Carbachol activates protein kinase C in dispersed gastric chief cells

We used an 'in situ' kinase assay to examine agonist-induced protein kinase C. (PKC) activation in dispersed chief cells from guinea-pig stomach. Phorbol 12-myristate 13-acetate (PMA), a phorbol ester, and carbamoylcholine, a cholinergic agent, caused a 4- and 3-fold increase in pepsinogen secretion from dispersed chief cells respectively.
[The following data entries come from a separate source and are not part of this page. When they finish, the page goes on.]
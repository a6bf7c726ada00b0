//! # STAC Search
//!
//! Natural-language search over STAC geospatial catalogs.
//!
//! A request such as *"cloud-free imagery over Paris in 2017"* is turned into
//! a structured STAC item search: the relevant collections are narrowed down
//! with a per-catalog embedding index and LLM re-ranking, the temporal range,
//! location and attribute filter are extracted from the text, the location is
//! geocoded to a polygon, and the catalog is queried.
//!
//! ## Architecture
//!
//! ```text
//!  query text
//!      │
//!      ▼
//! ┌──────────────┐   ┌──────────────────┐   ┌───────────────┐
//! │ QueryExtract │   │ CollectionResolve│──▶│ CatalogIndex  │
//! │ loc/time/cql2│   │ frame + rerank   │   │ SQLite + vecs │
//! └──────┬───────┘   └────────┬─────────┘   └───────────────┘
//!        └──────────┬─────────┘
//!                   ▼
//!          ┌─────────────────┐   geocoding   ┌──────────────┐
//!          │ SearchOrchestr. │──────────────▶│ STAC /search │
//!          └─────────────────┘               └──────────────┘
//! ```
//!
//! Every externally-bound call (LLM extraction, re-ranking, geocoding, query
//! embeddings) goes through the single-flight TTL caches in [`cache`].
//!
//! ## Modules
//!
//! | Module | Purpose |
//! |--------|---------|
//! | [`config`] | TOML configuration and environment overrides |
//! | [`models`] | Request and result types |
//! | [`filter`] | CQL2 filter expression tree |
//! | [`cache`] | Canonical cache keys and single-flight TTL caches |
//! | [`embedding`] | Embedding providers |
//! | [`http`] | Shared HTTP client and retry policy |
//! | [`llm`] | Structured extraction over a chat-completion API |
//! | [`catalog`] | STAC API client |
//! | [`geocoding`] | Location phrase → polygon |
//! | [`store`] | Vector index storage backends |
//! | [`catalog_index`] | Per-catalog collection index |
//! | [`resolver`] | Collection resolution |
//! | [`extractor`] | Query extraction |
//! | [`orchestrator`] | End-to-end item search |
//! | [`server`] | HTTP API |

pub mod cache;
pub mod catalog;
pub mod catalog_index;
pub mod config;
pub mod db;
pub mod embedding;
pub mod extractor;
pub mod filter;
pub mod geocoding;
pub mod http;
pub mod llm;
pub mod migrate;
pub mod models;
pub mod orchestrator;
pub mod prompts;
pub mod resolver;
pub mod server;
pub mod store;

/// Errors produced by the search pipeline.
///
/// Variants carry plain strings so the type is `Clone`: a failure inside a
/// single-flight cache call is shared by every waiter on that key.
///
/// | Variant | Raised When |
/// |---------|-------------|
/// | `InvalidInput` | Empty query, malformed request |
/// | `InvalidCatalog` | Catalog unreachable or has no collections |
/// | `IndexNotFound` | Querying a catalog that was never indexed |
/// | `UnsupportedFilter` | Filter uses a disallowed property or operator |
/// | `ExternalService` | LLM, geocoding, embedding or catalog call failed |
/// | `Timeout` | An external call exceeded its deadline |
/// | `Storage` | The vector index store failed |
/// | `Config` | Invalid configuration |
#[derive(Debug, Clone, thiserror::Error)]
pub enum Error {
    #[error("invalid input: {0}")]
    InvalidInput(String),

    #[error("invalid catalog {url}: {reason}")]
    InvalidCatalog { url: String, reason: String },

    #[error("index not found: {0}")]
    IndexNotFound(String),

    #[error("unsupported filter: {0}")]
    UnsupportedFilter(String),

    #[error("{service} call failed: {cause}")]
    ExternalService { service: String, cause: String },

    #[error("{operation} timed out after {secs}s")]
    Timeout { operation: String, secs: u64 },

    #[error("storage error: {0}")]
    Storage(String),

    #[error("configuration error: {0}")]
    Config(String),
}

impl Error {
    /// Wraps a failure of an external collaborator.
    pub fn external(service: &str, cause: impl std::fmt::Display) -> Self {
        Error::ExternalService {
            service: service.to_string(),
            cause: cause.to_string(),
        }
    }

    pub fn storage(cause: impl std::fmt::Display) -> Self {
        Error::Storage(cause.to_string())
    }
}

/// Result alias for pipeline operations.
pub type Result<T> = std::result::Result<T, Error>;
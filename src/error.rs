//! Error types for dump parsing and report building.

use std::path::PathBuf;

use thiserror::Error;

#[derive(Debug, Error)]
pub enum ReportError {
    /// A line inside a player section does not have the record shape.
    #[error("malformed record on line {line_no}: {reason}\n  {line}")]
    MalformedRecord {
        line_no: usize,
        line: String,
        reason: String,
    },

    /// A card symbol outside A, K, Q, J, T, 9..2.
    #[error("unknown rank '{symbol}' on line {line_no}\n  {line}")]
    UnknownRank {
        symbol: String,
        line_no: usize,
        line: String,
    },

    #[error("cannot read {}: {}", .path.display(), .source)]
    Io {
        path: PathBuf,
        #[source]
        source: std::io::Error,
    },
}

pub type Result<T> = std::result::Result<T, ReportError>;

impl ReportError {
    pub(crate) fn malformed(line_no: usize, line: &str, reason: impl Into<String>) -> Self {
        ReportError::MalformedRecord {
            line_no,
            line: line.to_string(),
            reason: reason.into(),
        }
    }
}
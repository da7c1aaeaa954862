//! Table assembly: rows are named paths, columns are ranks.

use std::collections::HashMap;

use crate::cards::Rank;
use crate::compose::{compose, CompoundPath};
use crate::index::StrategyIndex;
use crate::tree::Scenario;

#[derive(Debug, Clone, PartialEq)]
pub struct StrategyTable {
    pub title: String,
    pub rows: Vec<String>,
    /// Ranks present in the index, A first.
    pub columns: Vec<Rank>,
    /// `values[row][column]`.
    pub values: Vec<Vec<f64>>,
    /// Same shape as `values`; true where a missing information set was
    /// filled from the fallback policy.
    pub fallback: Vec<Vec<bool>>,
}

impl StrategyTable {
    pub fn value(&self, row: &str, rank: Rank) -> Option<f64> {
        let r = self.rows.iter().position(|label| label == row)?;
        let c = self.columns.iter().position(|&col| col == rank)?;
        Some(self.values[r][c])
    }

    pub fn is_fallback(&self, row: &str, rank: Rank) -> Option<bool> {
        let r = self.rows.iter().position(|label| label == row)?;
        let c = self.columns.iter().position(|&col| col == rank)?;
        Some(self.fallback[r][c])
    }
}

/// Compose every present card through the scenario's tree and lay the
/// results out in the scenario's declared row order.
pub fn build_table(scenario: &Scenario, index: &StrategyIndex) -> StrategyTable {
    let columns = index.ranks();
    let mut values = vec![vec![0.0; columns.len()]; scenario.rows.len()];
    let mut fallback = vec![vec![false; columns.len()]; scenario.rows.len()];

    for (c, &card) in columns.iter().enumerate() {
        let composed: HashMap<String, CompoundPath> = compose(&scenario.tree, index, card)
            .into_iter()
            .map(|path| (path.label(), path))
            .collect();
        for (r, label) in scenario.rows.iter().enumerate() {
            if let Some(path) = composed.get(label) {
                values[r][c] = path.probability;
                fallback[r][c] = path.used_fallback;
            }
        }
    }

    StrategyTable {
        title: scenario.title.to_string(),
        rows: scenario.rows.clone(),
        columns,
        values,
        fallback,
    }
}
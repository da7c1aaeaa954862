//! Per-player strategy index.
//!
//! Maps each card to its information sets, keyed structurally by history and
//! legal-action signature.

use std::collections::{BTreeMap, HashMap};

use log::{debug, trace};

use crate::actions::{format_history, Action, Player};
use crate::cards::{sort_for_display, Rank};
use crate::record::InfoSetRecord;

/// Identifies an information set within one player's cards.
#[derive(Debug, Clone, PartialEq, Eq, Hash)]
pub struct InfoSetKey {
    pub history: Vec<Action>,
    pub actions: Vec<Action>,
}

impl InfoSetKey {
    pub fn new(history: &[Action], actions: &[Action]) -> Self {
        InfoSetKey {
            history: history.to_vec(),
            actions: actions.to_vec(),
        }
    }
}

/// Where a looked-up probability vector came from.
#[derive(Debug, Clone, Copy, PartialEq)]
pub enum Lookup<'a> {
    Stored(&'a [f64]),
    Fallback(&'a [f64]),
}

impl<'a> Lookup<'a> {
    pub fn probabilities(self) -> &'a [f64] {
        match self {
            Lookup::Stored(p) | Lookup::Fallback(p) => p,
        }
    }

    pub fn is_fallback(self) -> bool {
        matches!(self, Lookup::Fallback(_))
    }
}

/// All information sets of a single player.
#[derive(Debug, Clone)]
pub struct StrategyIndex {
    pub player: Player,
    cards: BTreeMap<Rank, HashMap<InfoSetKey, Vec<f64>>>,
}

impl StrategyIndex {
    pub fn new(player: Player) -> Self {
        StrategyIndex {
            player,
            cards: BTreeMap::new(),
        }
    }

    /// Build the index for `player` from a parsed dump, ignoring other players' records.
    pub fn from_records(player: Player, records: &[InfoSetRecord]) -> Self {
        let mut index = StrategyIndex::new(player);
        for record in records.iter().filter(|r| r.player == player) {
            index.insert(record);
        }
        index
    }

    /// Store a record. A later record for the same card and key replaces the earlier one.
    pub fn insert(&mut self, record: &InfoSetRecord) {
        let key = InfoSetKey::new(&record.history, &record.actions);
        let replaced = self
            .cards
            .entry(record.card)
            .or_default()
            .insert(key, record.probabilities.clone());
        if replaced.is_some() {
            trace!(
                "player {} card {}: duplicate information set '{}' overwritten",
                self.player,
                record.card,
                format_history(&record.history)
            );
        }
    }

    pub fn get(&self, card: Rank, key: &InfoSetKey) -> Option<&[f64]> {
        self.cards.get(&card)?.get(key).map(Vec::as_slice)
    }

    /// Stored probabilities for `key`, or `default` when the dump never
    /// reached that information set.
    pub fn lookup<'a>(&'a self, card: Rank, key: &InfoSetKey, default: &'a [f64]) -> Lookup<'a> {
        match self.get(card, key) {
            Some(probs) => Lookup::Stored(probs),
            None => {
                debug!(
                    "player {} card {}: no information set at history '{}' with actions [{}], using fallback {:?}",
                    self.player,
                    card,
                    format_history(&key.history),
                    format_history(&key.actions),
                    default
                );
                Lookup::Fallback(default)
            }
        }
    }

    /// Cards present in the index, A first.
    pub fn ranks(&self) -> Vec<Rank> {
        let mut ranks: Vec<Rank> = self.cards.keys().copied().collect();
        sort_for_display(&mut ranks);
        ranks
    }

    pub fn num_info_sets(&self) -> usize {
        self.cards.values().map(HashMap::len).sum()
    }
}
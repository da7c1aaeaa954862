use std::path::PathBuf;
use std::process;

use clap::Parser;
use colored::Colorize;

use crate::report::load_report;

#[derive(Parser)]
#[command(name = "kuhn-report")]
#[command(about = "Compound action-path probabilities from a Kuhn poker strategy dump")]
struct Cli {
    /// Strategy dump with PLAYER: 0 / PLAYER: 1 sections
    path: PathBuf,
}

pub fn run() {
    env_logger::Builder::from_env(env_logger::Env::default().default_filter_or("warn")).init();

    let cli = Cli::parse();
    match load_report(&cli.path) {
        Ok(report) => report.display(),
        Err(e) => {
            eprintln!("{} {}", "error:".red().bold(), e);
            process::exit(1);
        }
    }
}
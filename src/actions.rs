//! Players and betting actions as they appear in strategy dumps.

use std::fmt;

use itertools::Itertools;

/// Seat in the dump. Player 0 acts first each hand.
#[derive(Debug, Clone, Copy, PartialEq, Eq, Hash, PartialOrd, Ord)]
pub enum Player {
    First,
    Second,
}

impl Player {
    pub fn index(self) -> usize {
        match self {
            Player::First => 0,
            Player::Second => 1,
        }
    }

    /// Exact seat tag as written in the dump: "0" or "1".
    pub fn from_tag(tag: &str) -> Option<Player> {
        match tag {
            "0" => Some(Player::First),
            "1" => Some(Player::Second),
            _ => None,
        }
    }
}

impl fmt::Display for Player {
    fn fmt(&self, f: &mut fmt::Formatter<'_>) -> fmt::Result {
        write!(f, "{}", self.index())
    }
}

/// An action label written by the solver.
#[derive(Debug, Clone, Copy, PartialEq, Eq, Hash, PartialOrd, Ord)]
pub enum Action {
    Bet,
    Check,
    CallBet,
    CallRaise,
    Fold,
    Raise,
}

impl Action {
    pub fn name(self) -> &'static str {
        match self {
            Action::Bet => "BET",
            Action::Check => "CHECK",
            Action::CallBet => "CALLBET",
            Action::CallRaise => "CALLRAISE",
            Action::Fold => "FOLD",
            Action::Raise => "RAISE",
        }
    }

    pub fn from_name(name: &str) -> Option<Action> {
        match name {
            "BET" => Some(Action::Bet),
            "CHECK" => Some(Action::Check),
            "CALLBET" => Some(Action::CallBet),
            "CALLRAISE" => Some(Action::CallRaise),
            "FOLD" => Some(Action::Fold),
            "RAISE" => Some(Action::Raise),
            _ => None,
        }
    }
}

impl fmt::Display for Action {
    fn fmt(&self, f: &mut fmt::Formatter<'_>) -> fmt::Result {
        f.write_str(self.name())
    }
}

/// Parse a comma-separated action list ("CHECK, BET"). Empty text is an empty list.
/// Returns the first unknown name on failure.
pub fn parse_action_list(text: &str) -> Result<Vec<Action>, String> {
    let text = text.trim();
    if text.is_empty() {
        return Ok(Vec::new());
    }
    text.split(',')
        .map(str::trim)
        .map(|name| Action::from_name(name).ok_or_else(|| name.to_string()))
        .collect()
}

/// Format actions the way the dump writes histories.
pub fn format_history(actions: &[Action]) -> String {
    actions.iter().join(", ")
}

/// Row label for a path through a decision tree, e.g. "CHECK+CALLBET".
pub fn path_label(actions: &[Action]) -> String {
    actions.iter().join("+")
}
Whereas PMA caused a rapid 3-fold increase in peptide kinase activity, carbachol caused a 15% increase in activity that was inhibited by the PKC inhibitor, CGP 41,251. Concentrations of carbamoylcholine and a Ca2+ ionophore that were sub-maximal for stimulation of pepsinogen secretion did not cause PKC activation. These results indicate that, in the absence of PKC activation, other mechanisms, most likely involving changes in cellular Ca2+, are sufficient to stimulate pepsinogen secretion. Nevertheless, carbamoylcholine stimulated maximal secretion of pepsinogen only at concentrations that also resulted in activation of PKC. Moreover, these data indicate that relatively small increases in PKC activity (5-10%) can stimulate pepsinogen secretion from dispersed chief cells.